Table 1. Installation type differs from application to application because sound levels are not the same.
Fan sound is a very important consideration in the selection and application of fans. In spite of this, fan sound continues to be one of the most misunderstood topics in the air handling industry.

This article discusses the nature of sound, sound terminology, different methods of rating fans for sound, and typical calculations that most people take for granted due to computerization.

What Is Sound?

We are all aware that energy comes in many different forms: light, heat, electrical, nuclear, sound, etc. However, unlike the others, sound is characterized as a form of energy resulting from vibrating matter. As the matter vibrates, it creates waves in the surrounding medium (air, water, metal, etc.) that have alternating compressions and rarefactions. In air, this represents a very small change in the barometric pressure to which our eardrums react. Our ears distinguish one sound from another by its loudness and pitch. Loudness is the amplitude or amount of sound energy reaching our ears. Pitch is the relative quality of the frequency content made up of pure tones as well as broadband sounds. We typically use the pitch to identify the source of a sound. However, both the loudness and pitch may vary depending upon where we are located relative to the sound and the surrounding environment.

What Is Fan Sound?

Fan sound represents a characteristic combination of frequencies made up of many different individual components. It is a by-product of many different aerodynamic mechanisms going on inside the fan. Some of these include vortex shedding, eddy formations, turbulence, and discrete tones such as the blade frequency. There are also various combinations of mechanical sound coming from drives, motors, bearings, etc. All of these logarithmically combine to form a sound spectrum recognizable to the ear as being a fan. This concept is illustrated in Figure 1. The lower sound spectrum is one-third octave band sound level data from a 24-in. airfoil fan. Note that there are individual peaks that are prevalent at various frequencies. These peaks correspond to the sound contribution of individual components, such as the blade frequency, motor, drives, or even a panel resonance from the scroll. It is these tones that our ears characterize as fan sound. Please remember, fan sound comes from a number of sources, aerodynamic as well as mechanical.

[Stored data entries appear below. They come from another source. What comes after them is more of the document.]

use std::fmt::{Debug, Formatter};

use chrono::{DateTime, TimeDelta, Utc};

/// Half-open time window `[from, to)`.
#[derive(Copy, Clone, Eq, PartialEq)]
pub struct PriceWindow {
    /// Inclusive.
    pub from: DateTime<Utc>,

    /// Exclusive.
    pub to: DateTime<Utc>,
}

impl Debug for PriceWindow {
    fn fmt(&self, f: &mut Formatter<'_>) -> std::fmt::Result {
        write!(f, "{:?}..{:?}", self.from, self.to)
    }
}

impl PriceWindow {
    pub const fn new(from: DateTime<Utc>, to: DateTime<Utc>) -> Self {
        Self { from, to }
    }

    pub fn contains(self, time: DateTime<Utc>) -> bool {
        (self.from <= time) && (time < self.to)
    }

    /// Move the start back by the specified delta, keeping the end.
    pub fn extend_back(self, delta: TimeDelta) -> Self {
        Self { from: self.from - delta, to: self.to }
    }

    /// Number of hours touched by the window, partial hours rounded up.
    ///
    /// Empty and inverted windows have zero hours.
    #[must_use]
    pub fn hour_count(self) -> usize {
        let duration = self.to - self.from;
        let whole_hours = duration.num_hours();
        let hours =
            if duration > TimeDelta::hours(whole_hours) { whole_hours + 1 } else { whole_hours };
        usize::try_from(hours).unwrap_or_default()
    }
}

#[cfg(test)]
mod tests {
    use chrono::TimeZone;

    use super::*;

    fn window(from_hour: u32, to: DateTime<Utc>) -> PriceWindow {
        PriceWindow::new(Utc.with_ymd_and_hms(2024, 1, 1, from_hour, 0, 0).unwrap(), to)
    }

    #[test]
    fn test_hour_count_whole_hours() {
        let window = window(0, Utc.with_ymd_and_hms(2024, 1, 1, 3, 0, 0).unwrap());
        assert_eq!(window.hour_count(), 3);
    }

    #[test]
    fn test_hour_count_rounds_up() {
        let window = window(0, Utc.with_ymd_and_hms(2024, 1, 1, 2, 0, 1).unwrap());
        assert_eq!(window.hour_count(), 3);
    }

    #[test]
    fn test_hour_count_empty_and_inverted() {
        let from = Utc.with_ymd_and_hms(2024, 1, 1, 5, 0, 0).unwrap();
        assert_eq!(window(5, from).hour_count(), 0);
        assert_eq!(window(5, from - TimeDelta::minutes(90)).hour_count(), 0);
    }

    #[test]
    fn test_contains_is_half_open() {
        let window = window(0, Utc.with_ymd_and_hms(2024, 1, 1, 3, 0, 0).unwrap());
        assert!(window.contains(window.from));
        assert!(window.contains(window.to - TimeDelta::seconds(1)));
        assert!(!window.contains(window.to));
        assert!(!window.contains(window.from - TimeDelta::seconds(1)));
    }

    #[test]
    fn test_extend_back() {
        let window = window(1, Utc.with_ymd_and_hms(2024, 1, 1, 3, 0, 0).unwrap());
        let extended = window.extend_back(TimeDelta::hours(1));
        assert_eq!(extended.from, Utc.with_ymd_and_hms(2024, 1, 1, 0, 0, 0).unwrap());
        assert_eq!(extended.to, window.to);
    }
}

By convention, fan sound is presented on an octave band basis in accordance with ANSI standards. This makes dealing with sound less burdensome by using eight numbers as opposed to 24 to define the frequency spectrum.

However, when one-third octave band sound values are logarithmically added together into octave bands, the resulting sound level is higher but the individual peaks are not graphically identifiable in the new spectrum. This does not mean that they are no longer there. Your ear will still hear the tones, but the method of presentation smoothes over the appearance of individual component contribution in the data. The octave band data can be further simplified to a one-number system such as LwA or dBA, sones, etc. However, with each simplification in the method of presentation, the identification of specific components is further reduced.

Defining Fan Sound

It is easier to understand fan sound using the graphical format illustrated in Figure 1. Using this figure as a reference, each of the rating parameters will be discussed. It is important to understand the concepts presented since they apply equally well for all fan sound data, not just for this specific example.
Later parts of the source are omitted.